我们将 scanBamFlag() 函数参数 isProperPair 设置为 TRUE，以便仅读取在我们预设的最大片段长度 (2000bpp) 内对齐配对的读数

library(GenomicAlignments)
flags = scanBamFlag(isProperPair = TRUE)

我们现在可以将这些标志与 ScanBamParam() 函数一起使用，以仅读入正确配对的读数。

我们还使用 what 参数指定要读入 R 的信息。重要的是，我们指定插入大小信息 - isize。为了减少内存占用，我们通过指定 GRanges 对象的参数来只读取来自 20 号染色体的信息。

myParam = ScanBamParam(flag = flags, what = c("qname", "mapq", "isize"), which = GRanges("chr20",
    IRanges(1, 63025520)))
myParam

现在我们已经设置了 ScanBamParam 对象，我们可以使用 readGAlignmentPairs() 函数以类似于我们使用 readGAlignments() 函数读取单端 ChIP-seq 数据的方式读取我们的双端 ATACseq 数据。结果是一个 GAlignmentPairs 对象。

atacReads <- readGAlignmentPairs(sortedBAM, param = myParam)
class(atacReads)

2. GAlignmentPairs

GAlignmentPairs 对象包含有关我们配对读取的信息。它将每次读取的信息成对存储在并行的 GAlignments 对象中。

atacReads[1:2, ]

我们使用 first() 和 second() 访问器函数访问 GAlignments 对象，以分别获取有关第一次或第二次读取的信息。

read1 <- first(atacReads)
read2 <- second(atacReads)
read2[1, ]

3. MapQ 分数

我们可以做的第一件事是获取 read1 和 read2 的 MapQ 分数分布。我们可以使用 mcols() 函数为每次读取访问它，以访问每次读取的 GAalignments 对象的 mapq 槽。
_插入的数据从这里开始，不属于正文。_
//! Configuration loading, validation, and management for Orangutan.
//!
//! Loads configuration from `~/.orangutan/config.toml` with environment
//! variable overrides. Validates all settings at startup.
//!
//! The per-project memory file (`.orangutan-config/orangutan.md`) lives in
//! [`project`].

pub mod project;

pub use project::{ProjectMemory, SectionChange, MEMORY_DIR, MEMORY_FILE};

use orangutan_core::provider::GenerationOptions;
use serde::{Deserialize, Serialize};
use std::path::{Path, PathBuf};

/// The root configuration structure.
///
/// Maps directly to `~/.orangutan/config.toml`.
#[derive(Debug, Clone, Serialize, Deserialize)]
pub struct AppConfig {
    /// Model tag served by the backend
    #[serde(default = "default_model")]
    pub model: String,

    /// Inference backend settings
    #[serde(default)]
    pub backend: BackendConfig,

    /// Generation options sent with every request
    #[serde(default)]
    pub options: GenerationOptions,

    /// Agent loop settings
    #[serde(default)]
    pub agent: AgentConfig,

    /// Built-in tool limits
    #[serde(default)]
    pub tools: ToolsConfig,
}

fn default_model() -> String {
    "qwen2.5-coder:7b-instruct".into()
}

#[derive(Debug, Clone, Serialize, Deserialize)]
pub struct BackendConfig {
    /// Base URL of the Ollama server
    #[serde(default = "default_base_url")]
    pub base_url: String,

    /// How long the backend keeps the model loaded between requests
    #[serde(default = "default_keep_alive")]
    pub keep_alive: String,

    /// Whole-request timeout, in seconds
    #[serde(default = "default_request_timeout")]
    pub request_timeout_secs: u64,
}

fn default_base_url() -> String {
    "http://localhost:11434".into()
}
fn default_keep_alive() -> String {
    "10m".into()
}
fn default_request_timeout() -> u64 {
    600
}

impl Default for BackendConfig {
    fn default() -> Self {
        Self {
            base_url: default_base_url(),
            keep_alive: default_keep_alive(),
            request_timeout_secs: default_request_timeout(),
        }
    }
}

#[derive(Debug, Clone, Serialize, Deserialize)]
pub struct AgentConfig {
    /// Maximum extract-execute-foldback rounds per user turn
    #[serde(default = "default_max_tool_rounds")]
    pub max_tool_rounds: u32,
}

fn default_max_tool_rounds() -> u32 {
    10
}

impl Default for AgentConfig {
    fn default() -> Self {
        Self {
            max_tool_rounds: default_max_tool_rounds(),
        }
    }
}

#[derive(Debug, Clone, Serialize, Deserialize)]
pub struct ToolsConfig {
    /// Lines returned per read_file call
    #[serde(default = "default_read_window")]
    pub read_window: usize,

    /// Wall-clock limit for run_command, in seconds
    #[serde(default = "default_command_timeout")]
    pub command_timeout_secs: u64,

    /// Maximum results for search_files and search_content
    #[serde(default = "default_search_limit")]
    pub search_limit: usize,

    /// Characters kept per search_content match line
    #[serde(default = "default_line_char_budget")]
    pub line_char_budget: usize,
}

fn default_read_window() -> usize {
    200
}
fn default_command_timeout() -> u64 {
    30
}
fn default_search_limit() -> usize {
    50
}
fn default_line_char_budget() -> usize {
    120
}

impl Default for ToolsConfig {
    fn default() -> Self {
        Self {
            read_window: default_read_window(),
            command_timeout_secs: default_command_timeout(),
            search_limit: default_search_limit(),
            line_char_budget: default_line_char_budget(),
        }
    }
}

impl AppConfig {
    /// Load configuration from the default path (~/.orangutan/config.toml).
    ///
    /// Environment variables take precedence over the file:
    /// - `ORANGUTAN_MODEL`
    /// - `ORANGUTAN_OLLAMA_URL`, then `OLLAMA_HOST`
    pub fn load() -> Result<Self, ConfigError> {
        let config_path = Self::config_dir().join("config.toml");
        let mut config = Self::load_from(&config_path)?;

        if let Ok(model) = std::env::var("ORANGUTAN_MODEL") {
            config.model = model;
        }

        if let Some(url) = std::env::var("ORANGUTAN_OLLAMA_URL")
            .ok()
            .or_else(|| std::env::var("OLLAMA_HOST").ok())
        {
            config.backend.base_url = normalize_base_url(&url);
        }

        Ok(config)
    }

    /// Load configuration from a specific file path.
    pub fn load_from(path: &Path) -> Result<Self, ConfigError> {
        if !path.exists() {
            tracing::debug!("No config file found at {}, using defaults", path.display());
            return Ok(Self::default());
        }

        let content = std::fs::read_to_string(path).map_err(|e| ConfigError::ReadError {
            path: path.to_path_buf(),
            reason: e.to_string(),
        })?;

        let config: Self = toml::from_str(&content).map_err(|e| ConfigError::ParseError {
            path: path.to_path_buf(),
            reason: e.to_string(),
        })?;

        config.validate()?;
        Ok(config)
    }

    /// Get the configuration directory path.
    pub fn config_dir() -> PathBuf {
        dirs_home().join(".orangutan")
    }

    /// Validate the configuration.
    fn validate(&self) -> Result<(), ConfigError> {
        if self.model.trim().is_empty() {
            return Err(ConfigError::ValidationError("model must not be empty".into()));
        }

        if !(0.0..=2.0).contains(&self.options.temperature) {
            return Err(ConfigError::ValidationError(
                "options.temperature must be between 0.0 and 2.0".into(),
            ));
        }

        if !(0.0..=1.0).contains(&self.options.top_p) {
            return Err(ConfigError::ValidationError(
                "options.top_p must be between 0.0 and 1.0".into(),
            ));
        }

        if self.agent.max_tool_rounds == 0 {
            return Err(ConfigError::ValidationError(
                "agent.max_tool_rounds must be at least 1".into(),
            ));
        }

        if self.tools.read_window == 0
            || self.tools.search_limit == 0
            || self.tools.command_timeout_secs == 0
        {
            return Err(ConfigError::ValidationError(
                "tools.read_window, tools.search_limit and tools.command_timeout_secs must be positive"
                    .into(),
            ));
        }

        Ok(())
    }

    /// Generate a default config TOML string.
    pub fn default_toml() -> String {
        toml::to_string_pretty(&Self::default()).unwrap_or_default()
    }
}

impl Default for AppConfig {
    fn default() -> Self {
        Self {
            model: default_model(),
            backend: BackendConfig::default(),
            options: GenerationOptions::default(),
            agent: AgentConfig::default(),
            tools: ToolsConfig::default(),
        }
    }
}

/// `OLLAMA_HOST` is often given without a scheme (`127.0.0.1:11434`).
fn normalize_base_url(url: &str) -> String {
    let url = url.trim().trim_end_matches('/');
    if url.starts_with("http://") || url.starts_with("https://") {
        url.to_string()
    } else {
        format!("http://{url}")
    }
}

/// Get the user's home directory.
fn dirs_home() -> PathBuf {
    #[cfg(target_os = "windows")]
    {
        std::env::var("USERPROFILE")
            .map(PathBuf::from)
            .unwrap_or_else(|_| PathBuf::from("C:\\Users\\Default"))
    }
    #[cfg(not(target_os = "windows"))]
    {
        std::env::var("HOME")
            .map(PathBuf::from)
            .unwrap_or_else(|_| PathBuf::from("/tmp"))
    }
}

/// Configuration errors.
#[derive(Debug, thiserror::Error)]
pub enum ConfigError {
    #[error("Failed to read config file at {path}: {reason}")]
    ReadError { path: PathBuf, reason: String },

    #[error("Failed to parse config file at {path}: {reason}")]
    ParseError { path: PathBuf, reason: String },

    #[error("Failed to write {path}: {reason}")]
    WriteError { path: PathBuf, reason: String },

    #[error("Configuration validation failed: {0}")]
    ValidationError(String),
}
read1MapQ <- mcols(read1)$mapq
read2MapQ <- mcols(read2)$mapq
read1MapQ[1:2]

4. MapQ 频率

然后我们可以使用 table() 函数来汇总每个成对读取的分数频率。

read1MapQFreqs <- table(read1MapQ)
read2MapQFreqs <- table(read2MapQ)
read1MapQFreqs

read2MapQFreqs

5. 可视化

最后，我们可以使用 ggplot2 绘制成对读取的每个 MapQ 分布。

library(ggplot2)
toPlot <- data.frame(MapQ = c(names(read1MapQFreqs), names(read2MapQFreqs)), Frequency = c(read1MapQFreqs,
    read2MapQFreqs), Read = c(rep("Read1", length(read1MapQFreqs)), rep("Read2",
    length(read2MapQFreqs))))
toPlot$MapQ <- factor(toPlot$MapQ, levels = unique(sort(as.numeric(toPlot$MapQ))))
ggplot(toPlot, aes(x = MapQ, y = Frequency, fill = MapQ)) + geom_bar(stat = "identity") +
    facet_grid(~Read)

6. 插入大小

现在我们已经将配对的对齐数据读入 R，我们可以从附加到每个读取对的 GAlignments 对象的 elementMetadata() 中检索插入大小。由于正确配对的读取将具有相同的插入大小长度，因此我们从 read1 中提取插入大小。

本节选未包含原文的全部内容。